Dalam tulisan ini saya menuliskan secuil sejarah berdirinya IPM dan IMM sebagai bahan refleksi kita untuk bagaimana kita bisa memperbaiki kondisi ortom kedepannya khusunya IPM dan IMM. Yang menjadi inti pembahasan dari tulisan ini adalah penyelarasan pemikiran tentang kedudukan IPM dan IMM sebagai sarana untuk melangsungkan dakwah muhammadiyah di kakangan pelajar ataupun mahasiswa. Ini menjadi sebuah keresahan tersendiri yang harus direnungi. Melalui kontemplasilah sebuah gagasan kemungkinan akan terwujud. Berhikmat dalam ikatan sangatlah indah, yang keidahan nya tidak bisa diukur oleh apapun, kerena bagiku berorganisasi adalah sebuah kesengsaraan yang menjelma menjadi pelipur lara dikala bimbang dalam menafsirkan makna hidup.
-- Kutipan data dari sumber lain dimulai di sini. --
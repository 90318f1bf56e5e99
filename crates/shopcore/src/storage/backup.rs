use chrono::{NaiveDateTime, Timelike, Utc};
use fs_err as fs;
use rusqlite::{Connection, OpenFlags};
use std::path::{Path, PathBuf};
use std::sync::Mutex;

use super::products::{query_health, vacuum_into, ProductStore};
use super::snapshot;
use crate::core::config::{self, CatalogConfig};
use crate::core::error::{BackupFailure, BackupStep, CatalogError, CatalogResult};
use crate::core::types::StoreHealth;

/// A timestamped copy of the database file
#[derive(Debug, Clone, PartialEq, Eq)]
pub struct ArchiveEntry {
    pub path: PathBuf,
    /// UTC time parsed from the file name
    pub taken_at: NaiveDateTime,
}

/// Outcome of one `backup_now` cycle. Steps that failed are listed in `failures`;
/// the remaining steps still ran.
#[derive(Debug, Default)]
pub struct BackupReport {
    /// Archive written by this cycle, `None` if skipped or failed
    pub archive: Option<PathBuf>,
    /// Number of products in the refreshed snapshot, `None` if the step failed
    pub snapshot_products: Option<usize>,
    /// Archives removed by retention
    pub pruned: Vec<PathBuf>,
    pub failures: Vec<BackupFailure>,
}

impl BackupReport {
    pub fn is_ok(&self) -> bool {
        self.failures.is_empty()
    }

    /// Turns the first recorded failure into an error, for callers that asked
    /// for a backup explicitly and want it to fail loudly.
    pub fn into_result(self) -> CatalogResult<Self> {
        match self.failures.first() {
            Some(failure) => Err(CatalogError::Backup(failure.clone())),
            None => Ok(self),
        }
    }
}

/// Archives the database, refreshes the JSON snapshot and prunes old archives
///
/// Cycles are serialized through an internal lock, which also keeps archive
/// timestamps strictly increasing so rapid successive backups never share a name.
pub struct BackupManager {
    backup_dir: PathBuf,
    snapshot_path: PathBuf,
    retention: usize,
    last_stamp: Mutex<Option<NaiveDateTime>>,
}

impl BackupManager {
    pub fn new(config: &CatalogConfig) -> Self {
        Self {
            backup_dir: config.backup_dir.clone(),
            snapshot_path: config.snapshot_path.clone(),
            retention: config.retention.max(1),
            last_stamp: Mutex::new(None),
        }
    }

    pub fn backup_dir(&self) -> &Path {
        &self.backup_dir
    }

    pub fn snapshot_path(&self) -> &Path {
        &self.snapshot_path
    }

    pub fn retention(&self) -> usize {
        self.retention
    }

    /// Runs one best-effort backup cycle: archive, snapshot, prune.
    ///
    /// Never returns an error. A failing step is logged and recorded in the
    /// report, and does not stop the steps after it.
    pub fn backup_now(&self, store: &ProductStore) -> BackupReport {
        let mut last_stamp = match self.last_stamp.lock() {
            Ok(guard) => guard,
            Err(poisoned) => {
                log::warn!("Backup lock was poisoned, recovering...");
                poisoned.into_inner()
            }
        };
        let mut report = BackupReport::default();

        match self.archive(store, &mut last_stamp) {
            Ok(archive) => report.archive = archive,
            Err(e) => {
                log::error!("Failed to archive database {}: {}", store.db_path().display(), e);
                report.failures.push(BackupFailure::new(BackupStep::Archive, e));
            }
        }

        match self.refresh_snapshot(store) {
            Ok(count) => report.snapshot_products = Some(count),
            Err(e) => {
                log::error!("Failed to refresh snapshot {}: {}", self.snapshot_path.display(), e);
                report.failures.push(BackupFailure::new(BackupStep::Snapshot, e));
            }
        }

        match prune_archives(&self.backup_dir, store.db_path(), self.retention) {
            Ok(pruned) => report.pruned = pruned,
            Err(e) => {
                log::error!("Failed to prune archives in {}: {}", self.backup_dir.display(), e);
                report.failures.push(BackupFailure::new(BackupStep::Prune, e));
            }
        }

        report
    }

    /// Copies the database into a new archive, skipping a missing or empty store
    fn archive(&self, store: &ProductStore, last_stamp: &mut Option<NaiveDateTime>) -> CatalogResult<Option<PathBuf>> {
        let db_path = store.db_path();
        if !db_path.exists() {
            log::debug!("Database {} does not exist, skipping archive", db_path.display());
            return Ok(None);
        }
        if store.health()?.is_empty() {
            log::debug!("Database {} has no products, skipping archive", db_path.display());
            return Ok(None);
        }

        fs::create_dir_all(&self.backup_dir)?;

        let mut stamp = next_stamp(*last_stamp);
        let mut archive_path = self.backup_dir.join(archive_file_name(db_path, stamp));
        while archive_path.exists() {
            stamp += chrono::Duration::microseconds(1);
            archive_path = self.backup_dir.join(archive_file_name(db_path, stamp));
        }
        *last_stamp = Some(stamp);

        let mut tmp_name = archive_path.as_os_str().to_owned();
        tmp_name.push(".tmp");
        let tmp_path = PathBuf::from(tmp_name);
        if tmp_path.exists() {
            fs::remove_file(&tmp_path)?;
        }

        vacuum_into(store, &tmp_path)?;
        fs::rename(&tmp_path, &archive_path)?;

        log::info!("Created backup: {}", archive_path.display());
        Ok(Some(archive_path))
    }

    /// Rewrites the snapshot from every row, soft-deleted ones included
    fn refresh_snapshot(&self, store: &ProductStore) -> CatalogResult<usize> {
        let mut products = store.list(false)?;
        products.reverse();
        snapshot::write_snapshot(&self.snapshot_path, &products)
    }
}

/// Current UTC time at archive-name precision, strictly after `last`
fn next_stamp(last: Option<NaiveDateTime>) -> NaiveDateTime {
    let now = Utc::now().naive_utc();
    let now = now.with_nanosecond(now.nanosecond() / 1_000 * 1_000).unwrap_or(now);
    match last {
        Some(last) if now <= last => last + chrono::Duration::microseconds(1),
        _ => now,
    }
}

fn name_parts(db_path: &Path) -> (String, String) {
    let stem = db_path
        .file_stem()
        .and_then(|s| s.to_str())
        .unwrap_or("shop")
        .to_string();
    let ext = db_path
        .extension()
        .and_then(|s| s.to_str())
        .unwrap_or("db")
        .to_string();
    (stem, ext)
}

/// `shop.db` + 2026-10-18 12:00:00.123456 → `shop_20261018_120000_123456.db`
pub fn archive_file_name(db_path: &Path, taken_at: NaiveDateTime) -> String {
    let (stem, ext) = name_parts(db_path);
    format!(
        "{}_{}.{}",
        stem,
        taken_at.format(config::backup::ARCHIVE_TIMESTAMP_FORMAT),
        ext
    )
}

/// Extracts the timestamp from an archive name. Also accepts the
/// `shop_backup_YYYYmmdd_HHMMSS.db` names written by older deployments.
fn parse_archive_name(file_name: &str, stem: &str, ext: &str) -> Option<NaiveDateTime> {
    let rest = file_name.strip_prefix(stem)?.strip_prefix('_')?;
    let rest = rest.strip_suffix(ext)?.strip_suffix('.')?;
    let rest = rest.strip_prefix("backup_").unwrap_or(rest);

    NaiveDateTime::parse_from_str(rest, config::backup::ARCHIVE_TIMESTAMP_FORMAT)
        .or_else(|_| NaiveDateTime::parse_from_str(rest, config::backup::LEGACY_TIMESTAMP_FORMAT))
        .ok()
}

/// Lists archives of `db_path` in `backup_dir`, newest first.
/// A missing directory yields an empty list.
pub fn list_archives(backup_dir: &Path, db_path: &Path) -> CatalogResult<Vec<ArchiveEntry>> {
    let mut archives = Vec::new();
    if !backup_dir.is_dir() {
        return Ok(archives);
    }

    let (stem, ext) = name_parts(db_path);
    for entry in fs::read_dir(backup_dir)? {
        let path = entry?.path();
        if !path.is_file() {
            continue;
        }
        let Some(file_name) = path.file_name().and_then(|n| n.to_str()) else {
            continue;
        };
        if let Some(taken_at) = parse_archive_name(file_name, &stem, &ext) {
            archives.push(ArchiveEntry { path, taken_at });
        }
    }

    archives.sort_by(|a, b| b.taken_at.cmp(&a.taken_at).then_with(|| b.path.cmp(&a.path)));
    Ok(archives)
}

/// Deletes all but the `keep` newest archives, oldest first.
/// Returns the removed paths. A file that cannot be removed is logged and skipped.
pub fn prune_archives(backup_dir: &Path, db_path: &Path, keep: usize) -> CatalogResult<Vec<PathBuf>> {
    let archives = list_archives(backup_dir, db_path)?;
    let mut removed = Vec::new();

    for archive in archives.iter().skip(keep).rev() {
        if let Err(e) = fs::remove_file(&archive.path) {
            log::warn!("Failed to remove old backup {}: {}", archive.path.display(), e);
        } else {
            log::info!("Removed old backup: {}", archive.path.display());
            removed.push(archive.path.clone());
        }
    }

    Ok(removed)
}

/// Opens an archive read-only, runs `PRAGMA quick_check` and counts its products
pub fn verify_archive(path: &Path) -> CatalogResult<StoreHealth> {
    let conn = Connection::open_with_flags(path, OpenFlags::SQLITE_OPEN_READ_ONLY | OpenFlags::SQLITE_OPEN_NO_MUTEX)?;
    let check: String = conn.query_row("PRAGMA quick_check", [], |row| row.get(0))?;
    if check != "ok" {
        return Err(CatalogError::Io(std::io::Error::new(
            std::io::ErrorKind::InvalidData,
            format!("archive {} failed integrity check: {}", path.display(), check),
        )));
    }
    Ok(query_health(&conn)?)
}

/// Replaces the database file at `db_path` with a copy of `archive`
///
/// The copy goes to a temp file next to the database and is renamed into place,
/// so a crash never leaves a half-copied database. Stale `-wal`/`-shm`/`-journal`
/// files of the replaced database are removed.
///
/// No connection to `db_path` may be open while this runs.
pub fn restore_archive(archive: &Path, db_path: &Path) -> CatalogResult<()> {
    if !archive.exists() {
        return Err(CatalogError::Io(std::io::Error::new(
            std::io::ErrorKind::NotFound,
            format!("Backup file does not exist: {}", archive.display()),
        )));
    }

    let mut tmp_name = db_path.as_os_str().to_owned();
    tmp_name.push(".restore.tmp");
    let tmp_path = PathBuf::from(tmp_name);

    fs::copy(archive, &tmp_path)?;
    fs::File::open(&tmp_path)?.sync_all()?;
    fs::rename(&tmp_path, db_path)?;

    for suffix in ["-wal", "-shm", "-journal"] {
        let mut sidecar = db_path.as_os_str().to_owned();
        sidecar.push(suffix);
        let sidecar = PathBuf::from(sidecar);
        if sidecar.exists() {
            fs::remove_file(&sidecar)?;
        }
    }

    log::info!("Restored database from backup: {}", archive.display());
    Ok(())
}
//! Database, snapshot, backup and recovery functionality

pub mod backup;
pub mod db;
pub mod migrations;
pub mod products;
pub mod recovery;
pub mod snapshot;

// Re-exports for convenience
pub use backup::{ArchiveEntry, BackupManager, BackupReport};
pub use db::{create_pool, get_connection, DbConnection, DbPool};
pub use products::ProductStore;
pub use recovery::{recover, RecoveryOutcome};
Akan tetapi, ada kalanya kenikmatan itu pudar, tapi itulah seninya dalam berhimpun.
Disini saya akan menuliskan satu atau lebih mengenai keresahan yang saya alami selama berhikmat di ikatan, yang mungkin dalam keresahan ini lahir sebuah pemikiran dan gagasan baru untuk bagaimana ikatan ini akan terus kuat yang di ikat oleh simpul mati.
1.      Adanya dikotomi antara IPM dan IMM
Mungkin ini adalah kekeliruan yang sangat fatal ketika kita menganggap bahwasanya antara IPM dan IMM adalah sebuah satuan terpisah. IPM dan IMM adalah satu kesatuan yang tidak bisa di pisahkan. Di IPM kita di ajarkan untuk bagaimana bermuhammadiyah, di ajarkan tentang ideologi Muhammadiyah dan di ajarkan untuk bagaimana bisa memegang teguh ajaran islam. Yang dalam dalama fungsinya, IPM adalah wadah penanaman idiologi bagi kader-kader muhammadiyah dikalangan pelajar. Kemudian masuk ke IMM, di IMM kita di tuntut untuk menjalankan dan mengemplementasikan pemahaman idiologi kita dalam kehidupan bermasyarakat.
Bolehkah kader IPM masuk ke IMM?, tentunya sangat boleh karena kalau bukan kita yang mengisi ruang-ruang ortom siapa lagi. Lalu, apakah kita harus mengikuti perkaderan IMM lagi, yang pada kenyataannya kita sudah mengikuti perkaderan di IPM, Taruna Melati misalnya. Tentunya perlu, Tiap-tiap ortom dalam dalam perkaderan, masing-masing punya sistem yang berbeda. Maka sangat tidak etis jikalau seorang kader IPM yang masuk ke dalam rana IMM tidak mengikuti perkaderan di IMM. Kenapa saya mengatakan sangat tidak etis, karena apa yang ada di perkaderan IMM belum tentu ada di perkaderan IPM begitupun sebaliknya. Lantas alasan apalagi yang kita kemukakan untuk tidak ikut perkaderan IMM ketika hendak masuk ke rana IMM?. Ketika kita mengatakan saya tidak perlu mengikuti perkaderan imm karena sudah memahami muhammadiyah, itu adalah hal yang keliru. Karena salah satu bentuk dari kesombongan seorang penuntut ilmu adalah merasa sudah cukup akan ilmu yang di perolehnya. Maka dari itu marilah sama-sama kita memperjuangkan muhammadiyah melalui ortom, karena kita adalah pelopor dan pelangsung yang harus mengawal dan melaksanakan kebijakan-kebijakan yanga ada di Muhammadiyah. Tulisan ini saya buat kerena keresahan saya pribadi, yang apabila terdapat banyak kesalah dalam bertutur mohon di maafkan. IPM adalah Muhammadiya, IMM pun Muhammadiyah. Jadi tidak ada salahnya ketika kita berhikmat di dalamnya.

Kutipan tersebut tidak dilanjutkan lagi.